> _RECORDS FOR THIS TASK_:
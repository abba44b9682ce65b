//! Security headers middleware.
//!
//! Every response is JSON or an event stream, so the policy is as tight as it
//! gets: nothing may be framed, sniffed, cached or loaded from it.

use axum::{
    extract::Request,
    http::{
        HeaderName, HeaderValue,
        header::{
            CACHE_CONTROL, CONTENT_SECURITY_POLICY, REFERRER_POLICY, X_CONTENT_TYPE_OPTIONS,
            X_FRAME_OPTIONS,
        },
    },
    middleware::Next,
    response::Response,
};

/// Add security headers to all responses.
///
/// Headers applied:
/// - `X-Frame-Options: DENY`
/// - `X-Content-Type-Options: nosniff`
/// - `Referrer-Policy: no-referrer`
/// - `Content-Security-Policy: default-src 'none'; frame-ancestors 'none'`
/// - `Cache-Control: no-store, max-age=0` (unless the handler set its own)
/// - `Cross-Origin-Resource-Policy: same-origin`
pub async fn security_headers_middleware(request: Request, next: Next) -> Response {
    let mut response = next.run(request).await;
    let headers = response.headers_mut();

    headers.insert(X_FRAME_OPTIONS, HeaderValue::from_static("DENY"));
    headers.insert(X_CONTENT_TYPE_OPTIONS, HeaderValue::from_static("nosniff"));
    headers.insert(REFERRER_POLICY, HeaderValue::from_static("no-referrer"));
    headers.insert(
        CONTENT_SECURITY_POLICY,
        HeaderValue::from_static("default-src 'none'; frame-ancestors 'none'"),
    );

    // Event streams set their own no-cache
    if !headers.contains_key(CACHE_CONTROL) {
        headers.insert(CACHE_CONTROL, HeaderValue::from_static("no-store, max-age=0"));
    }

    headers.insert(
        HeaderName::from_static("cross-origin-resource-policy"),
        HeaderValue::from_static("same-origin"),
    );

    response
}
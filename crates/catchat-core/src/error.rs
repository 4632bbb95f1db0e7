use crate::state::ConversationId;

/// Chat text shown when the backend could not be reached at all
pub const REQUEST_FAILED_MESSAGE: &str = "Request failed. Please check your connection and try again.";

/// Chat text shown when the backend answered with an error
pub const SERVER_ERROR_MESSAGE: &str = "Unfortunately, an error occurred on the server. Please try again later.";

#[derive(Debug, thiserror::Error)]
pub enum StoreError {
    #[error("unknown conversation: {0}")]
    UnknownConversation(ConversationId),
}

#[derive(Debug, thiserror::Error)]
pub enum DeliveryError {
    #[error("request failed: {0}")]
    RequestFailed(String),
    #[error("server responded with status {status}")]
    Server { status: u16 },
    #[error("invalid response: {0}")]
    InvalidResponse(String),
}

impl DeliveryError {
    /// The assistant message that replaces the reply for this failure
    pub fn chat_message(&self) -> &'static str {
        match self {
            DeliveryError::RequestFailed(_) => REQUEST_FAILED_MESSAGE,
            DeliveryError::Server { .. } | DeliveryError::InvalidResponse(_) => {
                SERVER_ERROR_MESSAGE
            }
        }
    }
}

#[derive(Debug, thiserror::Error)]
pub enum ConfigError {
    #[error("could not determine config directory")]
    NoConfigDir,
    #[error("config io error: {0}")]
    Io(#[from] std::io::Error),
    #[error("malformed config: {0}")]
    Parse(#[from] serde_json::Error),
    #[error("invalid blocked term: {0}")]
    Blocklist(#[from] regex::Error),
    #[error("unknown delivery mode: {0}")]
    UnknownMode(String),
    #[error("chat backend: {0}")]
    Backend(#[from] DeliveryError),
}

> _TASK PROMPT_: Send back every entry precisely as given.

> _RESULT OF THIS EXERCISE_:
repository abba44b9682ce65b
//! Security headers middleware.
//!
//! Every response is JSON or an event stream, so the policy is as tight as it
//! gets: nothing may be framed, sniffed, cached or loaded from it.

use axum::{
    extract::Request,
    http::{
        HeaderName, HeaderValue,
        header::{
            CACHE_CONTROL, CONTENT_SECURITY_POLICY, REFERRER_POLICY, X_CONTENT_TYPE_OPTIONS,
            X_FRAME_OPTIONS,
        },
    },
    middleware::Next,
    response::Response,
};

/// Add security headers to all responses.
///
/// Headers applied:
/// - `X-Frame-Options: DENY`
/// - `X-Content-Type-Options: nosniff`
/// - `Referrer-Policy: no-referrer`
/// - `Content-Security-Policy: default-src 'none'; frame-ancestors 'none'`
/// - `Cache-Control: no-store, max-age=0` (unless the handler set its own)
/// - `Cross-Origin-Resource-Policy: same-origin`
pub async fn security_headers_middleware(request: Request, next: Next) -> Response {
    let mut response = next.run(request).await;
    let headers = response.headers_mut();

    headers.insert(X_FRAME_OPTIONS, HeaderValue::from_static("DENY"));
    headers.insert(X_CONTENT_TYPE_OPTIONS, HeaderValue::from_static("nosniff"));
    headers.insert(REFERRER_POLICY, HeaderValue::from_static("no-referrer"));
    headers.insert(
        CONTENT_SECURITY_POLICY,
        HeaderValue::from_static("default-src 'none'; frame-ancestors 'none'"),
    );

    // Event streams set their own no-cache
    if !headers.contains_key(CACHE_CONTROL) {
        headers.insert(CACHE_CONTROL, HeaderValue::from_static("no-store, max-age=0"));
    }

    headers.insert(
        HeaderName::from_static("cross-origin-resource-policy"),
        HeaderValue::from_static("same-origin"),
    );

    response
}
filename crates/catchat-core/src/error.rs
repository 4632bbb95f1db0e7
use crate::state::ConversationId;

/// Chat text shown when the backend could not be reached at all
pub const REQUEST_FAILED_MESSAGE: &str = "Request failed. Please check your connection and try again.";

/// Chat text shown when the backend answered with an error
pub const SERVER_ERROR_MESSAGE: &str = "Unfortunately, an error occurred on the server. Please try again later.";

#[derive(Debug, thiserror::Error)]
pub enum StoreError {
    #[error("unknown conversation: {0}")]
    UnknownConversation(ConversationId),
}

#[derive(Debug, thiserror::Error)]
pub enum DeliveryError {
    #[error("request failed: {0}")]
    RequestFailed(String),
    #[error("server responded with status {status}")]
    Server { status: u16 },
    #[error("invalid response: {0}")]
    InvalidResponse(String),
}

impl DeliveryError {
    /// The assistant message that replaces the reply for this failure
    pub fn chat_message(&self) -> &'static str {
        match self {
            DeliveryError::RequestFailed(_) => REQUEST_FAILED_MESSAGE,
            DeliveryError::Server { .. } | DeliveryError::InvalidResponse(_) => {
                SERVER_ERROR_MESSAGE
            }
        }
    }
}

#[derive(Debug, thiserror::Error)]
pub enum ConfigError {
    #[error("could not determine config directory")]
    NoConfigDir,
    #[error("config io error: {0}")]
    Io(#[from] std::io::Error),
    #[error("malformed config: {0}")]
    Parse(#[from] serde_json::Error),
    #[error("invalid blocked term: {0}")]
    Blocklist(#[from] regex::Error),
    #[error("unknown delivery mode: {0}")]
    UnknownMode(String),
    #[error("chat backend: {0}")]
    Backend(#[from] DeliveryError),
}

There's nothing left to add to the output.